Can I always do that?  No.  What if they have some other clasp?  They have these free made clasps that are either for the left side or the right side.  So, I can go ahead, get a model, take one of those clasps and get some ortho pliers.  Bend a little loop on these things.  When I get the little loop bent on them, they can go ahead and be embedded in self-curing acrylic.  So, we embed them in the self-curing acrylic, and we can add these little clasps on here.  These are available at the desk.

So, here’s one where we’ve added clasps on the side.  Here’s one where we’ve added a tooth and moved an eyebar.  Again, this is our old friend the PVS model injected right into an alginate impression.  Why? Because I don’t have to block out any undercuts, and I can take the partial off and on this model without breaking any teeth on the model.

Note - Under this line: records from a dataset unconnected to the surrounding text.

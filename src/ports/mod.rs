//! Ports - Trait definitions implemented by adapters.

pub mod clock;
pub mod generation;
pub mod provider;
//! Server Binary - mock generation API
//!
//! Wires the system clock and the canned provider into the job service and
//! serves it over HTTP.

use std::sync::Arc;
use tracing::info;
use vidgen::adapters::http;
use vidgen::adapters::system::SystemClock;
use vidgen::{JobService, ServerConfig};

#[tokio::main]
async fn main() {
    let config = ServerConfig::from_env();

    vidgen::logging::init();

    let service = Arc::new(JobService::new(SystemClock::new(), config.provider()));
    let app = http::router(service);

    let listener = tokio::net::TcpListener::bind(config.bind_addr())
        .await
        .expect("Failed to bind TCP listener");
    info!(
        addr = %config.bind_addr(),
        provider = %config.provider_tag,
        ready_after_ms = config.ready_after_ms,
        "Listening"
    );
    axum::serve(listener, app)
        .await
        .expect("Server failed to start");
}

A crown to fit your pre-existing partial, a tough thing to do. If we have a really good impression of the crown, we prep the crown, and we can go ahead, sometimes and just make a duplicate.  This happens to be a DC pattern resin.  Take an impression, a single impression of the tooth margin and wax our impressions on, cast the thing up.  So, here’s our recast crown fitting the pre-existing partial. It only works if the crown is all gold, and it’s in good shape before we ever start.

Many times to do a tooth, a crown to fit a pre-existing partial, what the lab wants you to do is reseat the partial in the mouth is prepared and tissue packed, and when you take the impression of the tooth, go ahead and take an impression.  Pick the partial in the tooth, and have everything up and send that to the lab.  Disadvantage is what? The patient’s got to be without their partial during the entire time the crown is fabricated.